Charlotte’s first pro football star? He was a former Belmont Abbey prep school and University of North Carolina football standout
By Richard Walker
Most local sports fans know the NFL didn’t come to the area until the Carolina Panthers’ first season of 1995.
But pro football actually began in Charlotte in 1932 and featured the area’s first star player.
Johnny Branch was a 5-foot-6, 152-pound quarterback from Salisbury who attended the old Belmont Abbey College prep school in the late 1920s before gaining even greater fame at the University of North Carolina.
He then helped huge crowds to the old Central High field in 1932 and 1933 for the Charlotte Bantams of the old South Atlantic Independent Football League.
Nicknamed “Shorty” at Belmont Abbey while playing Father Leo Cantwell, Branch led the college to a 4-4-1 record in 1927.
Branch’s most impressive efforts for the Abbey came in back-to-back weeks in November when they routed regional power Hickory High School 36-0 in Belmont on Nov. 4, then knocked off Catawba College 12-7 in Charlotte as Branch ran and passed for scores.
At North Carolina, he played for coaches Rex Enright and Chuck Collins and Branch drew the highest of praise from each.
Enright, his freshman coach, was a former Notre Dame star player who spent three years in the NFL for the Green Bay Packers before embarking on a 26-year coaching career that included a 15-year tenure with 64 wins as head coach at the University of South Carolina (1938-42 and 1946-55).
“He’s the greatest prospect I’ve ever seen,” Enright said of Branch during his freshman year of 1928.
Collins, also a former Notre Dame star, was North Carolina’s head football coach from 1926 to 1933 and guided the Tar Heels to 38 victories.
“He’s the greatest punt returner and broken field runner I ever saw,” Collins said of Branch.
On the North Carolina varsity from 1929 to 1931, Branch was in a Tar Heels’ backfield with 1925 Gastonia high school state championship-winner Phil Jackson and helped the Tar Heels to a 18 victories in three seasons. That included a 9-1 record in 1929 highlighted by a 19-7 win over defending national champion Georgia Tech with Branch returning a punt for a touchdown.
Branch would return four punts for touchdowns in his UNC career, a school record that was later shared by Charlie “Choo Choo” Justice and stood until Ryan Switzer broke it in 2013.
Another touchdown punt return – a 96-yarder against Maryland that remains the school’s longest in history – helped UNC win 28-21 in 1930 during a 5-3-2 season.
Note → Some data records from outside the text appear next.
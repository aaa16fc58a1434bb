use std::{fmt, time::Duration};

use crate::error::{ConfigError, GatewayError};

pub const DEFAULT_BASE_URL: &str = "https://generativelanguage.googleapis.com";
pub const DEFAULT_MODEL: &str = "gemini-3-flash-preview";
pub const DEFAULT_TIMEOUT: Duration = Duration::from_secs(120);

/// Checked in order; the first non-empty value wins.
pub const API_KEY_ENV_VARS: [&str; 2] = ["API_KEY", "GEMINI_API_KEY"];
pub const MODEL_ENV_VAR: &str = "INFOVAR_MODEL";
pub const BASE_URL_ENV_VAR: &str = "INFOVAR_BASE_URL";
pub const TIMEOUT_ENV_VAR: &str = "INFOVAR_TIMEOUT_SECS";

#[derive(Clone)]
pub struct GatewayConfig {
    pub base_url: String,
    pub model: String,
    pub api_key: Option<String>,
    pub timeout: Duration,
}

impl Default for GatewayConfig {
    fn default() -> Self {
        Self {
            base_url: DEFAULT_BASE_URL.to_string(),
            model: DEFAULT_MODEL.to_string(),
            api_key: None,
            timeout: DEFAULT_TIMEOUT,
        }
    }
}

impl fmt::Debug for GatewayConfig {
    fn fmt(&self, f: &mut fmt::Formatter<'_>) -> fmt::Result {
        f.debug_struct("GatewayConfig")
            .field("base_url", &self.base_url)
            .field("model", &self.model)
            .field("api_key", &self.api_key.as_ref().map(|_| "<redacted>"))
            .field("timeout", &self.timeout)
            .finish()
    }
}

impl GatewayConfig {
    pub fn from_env() -> Result<Self, ConfigError> {
        Self::from_lookup(|var| std::env::var(var).ok())
    }

    /// Build from an arbitrary variable source; empty values count as unset.
    pub fn from_lookup(lookup: impl Fn(&str) -> Option<String>) -> Result<Self, ConfigError> {
        let get = |var: &str| lookup(var).filter(|v| !v.trim().is_empty());
        let mut config = Self::default();

        config.api_key = API_KEY_ENV_VARS.iter().find_map(|&var| get(var));

        if let Some(model) = get(MODEL_ENV_VAR) {
            config.model = model;
        }
        if let Some(base_url) = get(BASE_URL_ENV_VAR) {
            config.base_url = base_url;
        }
        if let Some(raw) = get(TIMEOUT_ENV_VAR) {
            let secs = raw
                .trim()
                .parse::<u64>()
                .ok()
                .filter(|secs| *secs > 0)
                .ok_or_else(|| ConfigError::InvalidValue {
                    var: TIMEOUT_ENV_VAR,
                    value: raw.clone(),
                    reason: "expected a positive number of seconds".to_string(),
                })?;
            config.timeout = Duration::from_secs(secs);
        }

        Ok(config)
    }

    pub fn with_api_key(mut self, api_key: impl Into<String>) -> Self {
        self.api_key = Some(api_key.into());
        self
    }

    pub fn with_model(mut self, model: impl Into<String>) -> Self {
        self.model = model.into();
        self
    }

    pub fn with_base_url(mut self, base_url: impl Into<String>) -> Self {
        self.base_url = base_url.into();
        self
    }

    pub fn with_timeout(mut self, timeout: Duration) -> Self {
        self.timeout = timeout;
        self
    }

    /// Validate that a credential is configured
    pub fn api_key(&self) -> Result<&str, GatewayError> {
        self.api_key
            .as_deref()
            .filter(|key| !key.is_empty())
            .ok_or_else(|| GatewayError::Auth {
                reason: format!(
                    "missing API key: set {} or {}",
                    API_KEY_ENV_VARS[0], API_KEY_ENV_VARS[1]
                ),
            })
    }
}
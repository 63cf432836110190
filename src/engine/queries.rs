use std::time::Instant;

use ulid::Ulid;

use crate::model::*;
use crate::observability;
use crate::time::Date;

use super::{Engine, EngineError};

impl Engine {
    /// Every reservation, in insertion order. Ids are generated monotonically,
    /// so ordering by id is ordering by creation.
    pub fn list(&self) -> Vec<Reservation> {
        let started = Instant::now();
        let mut all: Vec<Reservation> = self.reservations.iter().map(|e| e.value().clone()).collect();
        all.sort_by_key(|r| r.id);
        observability::record_op("list", &Ok::<_, EngineError>(()), started);
        all
    }

    pub fn get(&self, id: Ulid) -> Result<Reservation, EngineError> {
        let started = Instant::now();
        let result = self
            .reservations
            .get(&id)
            .map(|e| e.value().clone())
            .ok_or(EngineError::NotFound(id));
        observability::record_op("get", &result, started);
        result
    }

    /// Reservations on `date` ordered by start time.
    pub async fn list_by_date(&self, date: Date) -> Vec<Reservation> {
        let Some(day) = self.days.get(&date).map(|e| e.value().clone()) else {
            return Vec::new();
        };
        let guard = day.read().await;
        guard
            .slots
            .iter()
            .filter_map(|(id, _)| self.reservations.get(id).map(|e| e.value().clone()))
            .collect()
    }

    pub fn reservation_count(&self) -> usize {
        self.reservations.len()
    }

    pub fn find_user(&self, username: &str) -> Option<User> {
        self.users.get(username).map(|e| e.value().clone())
    }

    pub fn get_user(&self, id: Ulid) -> Option<User> {
        self.users
            .iter()
            .find(|e| e.value().id == id)
            .map(|e| e.value().clone())
    }

    pub fn user_count(&self) -> usize {
        self.users.len()
    }
}
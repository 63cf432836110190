use std::fmt;

use serde::Serialize;

use crate::limits::MAX_USER_LEN;
use crate::model::{BookingFields, TimeRange};
use crate::time::{parse_date, parse_time, ClockTime, Date};

pub const MSG_USER_EMPTY: &str = "user should not be empty";
pub const MSG_USER_MISSING: &str = "user must be provided";
pub const MSG_USER_TOO_LONG: &str = "user is too long";
pub const MSG_DATE_FORMAT: &str = "Date must be in the format YYYY-MM-DD";
pub const MSG_START_FORMAT: &str = "StartTime must be in the format HH:mm";
pub const MSG_END_FORMAT: &str = "EndTime must be in the format HH:mm";
pub const MSG_ORDERING: &str = "Start time must be earlier than end time";

/// A single field-level rejection.
#[derive(Debug, Clone, PartialEq, Eq, Serialize)]
pub struct Violation {
    pub field: &'static str,
    pub message: &'static str,
}

impl Violation {
    pub fn new(field: &'static str, message: &'static str) -> Self {
        Self { field, message }
    }
}

impl fmt::Display for Violation {
    fn fmt(&self, f: &mut fmt::Formatter<'_>) -> fmt::Result {
        write!(f, "{}: {}", self.field, self.message)
    }
}

/// Fields of a new reservation after shape checks.
#[derive(Debug, Clone, PartialEq, Eq)]
pub struct ValidBooking {
    pub user: String,
    pub date: Date,
    pub range: TimeRange,
}

/// Fields of an update after shape checks. `None` means "leave as is".
#[derive(Debug, Clone, Default, PartialEq, Eq)]
pub struct ValidPatch {
    pub user: Option<String>,
    pub date: Option<Date>,
    pub start_time: Option<ClockTime>,
    pub end_time: Option<ClockTime>,
}

impl ValidPatch {
    pub fn is_empty(&self) -> bool {
        self.user.is_none() && self.date.is_none() && self.start_time.is_none() && self.end_time.is_none()
    }
}

fn check_user(user: &str, violations: &mut Vec<Violation>) {
    if user.trim().is_empty() {
        violations.push(Violation::new("user", MSG_USER_EMPTY));
    } else if user.len() > MAX_USER_LEN {
        violations.push(Violation::new("user", MSG_USER_TOO_LONG));
    }
}

/// Shape-check every present field. Missing fields are not reported here.
fn check_fields(
    fields: &BookingFields,
    violations: &mut Vec<Violation>,
) -> (Option<Date>, Option<ClockTime>, Option<ClockTime>) {
    if let Some(user) = &fields.user {
        check_user(user, violations);
    }
    let date = fields.date.as_deref().and_then(|s| {
        let parsed = parse_date(s);
        if parsed.is_none() {
            violations.push(Violation::new("date", MSG_DATE_FORMAT));
        }
        parsed
    });
    let start = fields.start_time.as_deref().and_then(|s| {
        let parsed = parse_time(s);
        if parsed.is_none() {
            violations.push(Violation::new("startTime", MSG_START_FORMAT));
        }
        parsed
    });
    let end = fields.end_time.as_deref().and_then(|s| {
        let parsed = parse_time(s);
        if parsed.is_none() {
            violations.push(Violation::new("endTime", MSG_END_FORMAT));
        }
        parsed
    });
    if let (Some(s), Some(e)) = (start, end)
        && s >= e
    {
        violations.push(Violation::new("timeSlot", MSG_ORDERING));
    }
    (date, start, end)
}

/// Validate the fields of a new reservation. All four are mandatory.
pub fn validate_create(fields: &BookingFields) -> Result<ValidBooking, Vec<Violation>> {
    let mut violations = Vec::new();
    if fields.user.is_none() {
        violations.push(Violation::new("user", MSG_USER_MISSING));
    }
    if fields.date.is_none() {
        violations.push(Violation::new("date", MSG_DATE_FORMAT));
    }
    if fields.start_time.is_none() {
        violations.push(Violation::new("startTime", MSG_START_FORMAT));
    }
    if fields.end_time.is_none() {
        violations.push(Violation::new("endTime", MSG_END_FORMAT));
    }
    let (date, start, end) = check_fields(fields, &mut violations);

    match (fields.user.as_ref(), date, start, end) {
        (Some(user), Some(date), Some(start), Some(end)) if violations.is_empty() => Ok(ValidBooking {
            user: user.clone(),
            date,
            range: TimeRange::new(start, end),
        }),
        _ => Err(violations),
    }
}

/// Validate a partial update. Ordering is only checked when both times are given.
pub fn validate_update(fields: &BookingFields) -> Result<ValidPatch, Vec<Violation>> {
    let mut violations = Vec::new();
    let (date, start_time, end_time) = check_fields(fields, &mut violations);
    if !violations.is_empty() {
        return Err(violations);
    }
    Ok(ValidPatch {
        user: fields.user.clone(),
        date,
        start_time,
        end_time,
    })
}
use ulid::Ulid;

use crate::model::*;
use crate::time::Date;

use super::EngineError;

/// True if any existing slot on `date` intersects `candidate`.
pub fn conflicts(date: Date, candidate: &TimeRange, existing_same_date: &[Reservation]) -> bool {
    first_conflict(date, candidate, existing_same_date).is_some()
}

/// The first reservation on `date` whose range intersects `candidate`.
/// Reservations for other dates are ignored.
pub fn first_conflict(date: Date, candidate: &TimeRange, existing_same_date: &[Reservation]) -> Option<Ulid> {
    existing_same_date
        .iter()
        .filter(|r| r.date == date)
        .find(|r| r.range().overlaps(candidate))
        .map(|r| r.id)
}

/// Conflict check against the per-date index. Caller holds the day lock.
pub(crate) fn check_no_conflict(day: &DayState, range: &TimeRange) -> Result<(), EngineError> {
    match day.overlapping(range).next() {
        Some((id, _)) => Err(EngineError::Conflict {
            date: day.date,
            range: *range,
            existing: *id,
        }),
        None => Ok(()),
    }
}
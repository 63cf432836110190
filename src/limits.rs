//! Hard caps enforced by the engine and auth layers.

pub const MAX_USER_LEN: usize = 256;
pub const MAX_USERNAME_LEN: usize = 128;
/// Argon2 accepts longer inputs, but nothing legitimate needs them.
pub const MAX_PASSWORD_LEN: usize = 1024;
pub const MAX_RESERVATIONS: usize = 1_000_000;
/// One booking per five minutes of the day.
pub const MAX_RESERVATIONS_PER_DAY: usize = 288;
pub const MAX_USERS: usize = 100_000;
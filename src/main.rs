//! slotbook CLI: book, inspect and cancel time slots stored in the local WAL.
//!
//! ```bash
//! slotbook register alice hunter22
//! slotbook login alice hunter22
//! export SLOTBOOK_TOKEN=eyJ...
//! slotbook create --user alice --date 2024-05-01 --start 10:00 --end 11:00
//! slotbook list --date 2024-05-01
//! slotbook update 01HV... --end 11:30
//! slotbook compactor
//! ```
//!
//! Booking commands require an access token from `login`.
//! Results are printed to stdout as JSON, logs go to stderr.

use std::sync::Arc;

use clap::{Parser, Subcommand};
use serde::Serialize;
use tracing::info;
use tracing_subscriber::EnvFilter;
use ulid::Ulid;

use slotbook::auth::{
    Argon2Credentials, AuthError, AuthService, Claims, RsaJwtTokens, TokenPayload, TokenService,
};
use slotbook::compactor;
use slotbook::config::Config;
use slotbook::engine::Engine;
use slotbook::model::{BookingFields, DeleteConfirmation};
use slotbook::time::parse_date;

#[derive(Parser)]
#[command(name = "slotbook")]
#[command(version, about = "Time-slot reservations with overlap detection")]
struct Cli {
    /// Access token issued by `login`
    #[arg(long, global = true, env = "SLOTBOOK_TOKEN", hide_env_values = true)]
    token: Option<String>,

    #[command(subcommand)]
    command: Commands,
}

#[derive(Subcommand)]
enum Commands {
    /// Book a time slot
    Create {
        #[arg(short, long)]
        user: String,
        /// YYYY-MM-DD
        #[arg(short, long)]
        date: String,
        /// HH:mm
        #[arg(short, long)]
        start: String,
        /// HH:mm
        #[arg(short, long)]
        end: String,
    },
    /// List reservations, optionally for one date
    List {
        #[arg(short, long)]
        date: Option<String>,
    },
    /// Show one reservation
    Get { id: String },
    /// Change some fields of a reservation
    Update {
        id: String,
        #[arg(short, long)]
        user: Option<String>,
        #[arg(short, long)]
        date: Option<String>,
        #[arg(short, long)]
        start: Option<String>,
        #[arg(short, long)]
        end: Option<String>,
    },
    /// Cancel a reservation
    Delete { id: String },
    /// Create an account
    Register { username: String, password: String },
    /// Exchange credentials for an access token
    Login { username: String, password: String },
    /// Show the account the access token belongs to
    Whoami,
    /// Rewrite the WAL down to current state
    Compact,
    /// Keep compacting the WAL in the background until interrupted
    Compactor,
}

impl Commands {
    /// Everything touching reservations is gated on a valid access token.
    fn needs_token(&self) -> bool {
        matches!(
            self,
            Commands::Create { .. }
                | Commands::List { .. }
                | Commands::Get { .. }
                | Commands::Update { .. }
                | Commands::Delete { .. }
        )
    }
}

/// Resolves on ctrl-c, or SIGTERM on unix.
async fn shutdown_signal() {
    let ctrl_c = tokio::signal::ctrl_c();
    #[cfg(unix)]
    {
        match tokio::signal::unix::signal(tokio::signal::unix::SignalKind::terminate()) {
            Ok(mut sigterm) => {
                tokio::select! {
                    _ = ctrl_c => {}
                    _ = sigterm.recv() => {}
                }
            }
            Err(e) => {
                tracing::warn!("failed to register SIGTERM handler: {e}");
                ctrl_c.await.ok();
            }
        }
    }
    #[cfg(not(unix))]
    {
        ctrl_c.await.ok();
    }
}

/// Stands in when no signing keys are configured; commands that never touch
/// tokens still work.
struct MissingKeys(String);

impl TokenService for MissingKeys {
    fn issue(&self, _payload: &TokenPayload) -> Result<String, AuthError> {
        Err(AuthError::Config(self.0.clone()))
    }

    fn verify(&self, _token: &str) -> Result<Claims, AuthError> {
        Err(AuthError::Config(self.0.clone()))
    }
}

fn parse_id(raw: &str) -> Result<Ulid, Box<dyn std::error::Error>> {
    Ulid::from_string(raw).map_err(|_| format!("Booking with ID \"{raw}\" not found").into())
}

fn print_json<T: Serialize>(value: &T) -> Result<(), Box<dyn std::error::Error>> {
    println!("{}", serde_json::to_string_pretty(value)?);
    Ok(())
}

fn auth_service(engine: Arc<Engine>, config: &Config) -> AuthService {
    let tokens: Arc<dyn TokenService> = match RsaJwtTokens::from_config(
        config.jwt_private_key.as_deref(),
        config.jwt_public_key.as_deref(),
        config.token_ttl_secs,
    ) {
        Ok(tokens) => Arc::new(tokens),
        Err(e) => Arc::new(MissingKeys(e.to_string())),
    };
    AuthService::new(engine, Arc::new(Argon2Credentials::new()), tokens)
}

#[tokio::main]
async fn main() {
    tracing_subscriber::fmt()
        .with_env_filter(EnvFilter::try_from_default_env().unwrap_or_else(|_| EnvFilter::new("info")))
        .with_writer(std::io::stderr)
        .init();

    let cli = Cli::parse();

    if let Err(e) = run(cli).await {
        tracing::error!("command failed: {e}");
        std::process::exit(1);
    }
}

async fn run(cli: Cli) -> Result<(), Box<dyn std::error::Error>> {
    let config = Config::from_env()?;
    slotbook::observability::init(config.metrics_port)?;

    std::fs::create_dir_all(&config.data_dir)?;
    let engine = Arc::new(Engine::new(config.wal_path(), config.conflict_mode)?);
    info!(
        data_dir = %config.data_dir.display(),
        mode = ?config.conflict_mode,
        "store opened"
    );

    let auth = auth_service(engine.clone(), &config);
    if cli.command.needs_token() {
        let user = auth.authorize(cli.token.as_deref())?;
        info!(username = %user.username, "authorized");
    }

    match cli.command {
        Commands::Create { user, date, start, end } => {
            let fields = BookingFields::new(&user, &date, &start, &end);
            print_json(&engine.create(&fields).await?)?;
        }
        Commands::List { date: None } => print_json(&engine.list())?,
        Commands::List { date: Some(raw) } => {
            let date = parse_date(&raw).ok_or("Date must be in the format YYYY-MM-DD")?;
            print_json(&engine.list_by_date(date).await)?;
        }
        Commands::Get { id } => print_json(&engine.get(parse_id(&id)?)?)?,
        Commands::Update { id, user, date, start, end } => {
            let fields = BookingFields {
                user,
                date,
                start_time: start,
                end_time: end,
            };
            print_json(&engine.update(parse_id(&id)?, &fields).await?)?;
        }
        Commands::Delete { id } => {
            let id = parse_id(&id)?;
            engine.delete(id).await?;
            print_json(&DeleteConfirmation::new(id))?;
        }
        Commands::Register { username, password } => {
            print_json(&auth.register(&username, &password).await?)?;
        }
        Commands::Login { username, password } => {
            print_json(&auth.login(&username, &password).await?)?;
        }
        Commands::Whoami => print_json(&auth.authorize(cli.token.as_deref())?)?,
        Commands::Compact => {
            engine.compact_wal().await?;
            print_json(&serde_json::json!({ "compacted": true }))?;
            return Ok(());
        }
        Commands::Compactor => {
            info!(threshold = config.compact_threshold, "compactor running");
            tokio::select! {
                _ = compactor::run_compactor(engine.clone(), config.compact_threshold) => {}
                _ = shutdown_signal() => info!("shutdown signal received, stopping compactor"),
            }
        }
    }

    compactor::compact_if_due(&engine, config.compact_threshold).await;
    Ok(())
}

#[cfg(test)]
mod tests {
    use super::*;

    #[test]
    fn booking_commands_require_a_token() {
        let create = Cli::try_parse_from([
            "slotbook", "create", "-u", "a", "-d", "2024-05-01", "-s", "10:00", "-e", "11:00",
        ])
        .unwrap();
        assert!(create.command.needs_token());
        for args in [["slotbook", "list"], ["slotbook", "get"], ["slotbook", "delete"]] {
            let mut args = args.to_vec();
            if args[1] != "list" {
                args.push("01HV3Z8Q5Y0000000000000000");
            }
            assert!(Cli::try_parse_from(args).unwrap().command.needs_token());
        }
        for args in [
            vec!["slotbook", "register", "alice", "pw"],
            vec!["slotbook", "login", "alice", "pw"],
            vec!["slotbook", "whoami"],
            vec!["slotbook", "compactor"],
        ] {
            assert!(!Cli::try_parse_from(args).unwrap().command.needs_token());
        }
    }

    #[test]
    fn token_flag_is_accepted_after_the_subcommand() {
        let cli = Cli::try_parse_from(["slotbook", "list", "--token", "abc"]).unwrap();
        assert_eq!(cli.token.as_deref(), Some("abc"));
    }
}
His senior year of 1931 involved controversy as he was suspended four games for breaking team rules by “going out on the town” according to newspaper reports after a scoreless tie with Florida. He was reinstated for the season’s finale on Thanksgiving against Virginia – and Branch shined by returning another punt for touchdown on a 55-yard return and drop-kicking an extra point in a 13-7 Tar Heels’ victory.
Pursued by the New York Giants and Chicago Bears of the National Football League, Branch chose instead to play for the Charlotte Bantams after a Charlotte insurance executive offered him a job.
In Charlotte, Branch was the coach, captain, quarterback and leading scorer for the Bantams both years as they went 11-1-1 in 1932 and 11-3 in 1933.
The Bantams would leave town after a city ordinance changed its blue laws and began limiting Sunday athletic competition.
Branch lived out the rest of his life in the area – in Charlotte, Statesville and his hometown of Salisbury – before he died on March 4, 1978 at 67.
Obituaries of the time compared Branch to Duke All-American Ace Parker of the 1930s and to North Carolina’s Justice of the 1940s.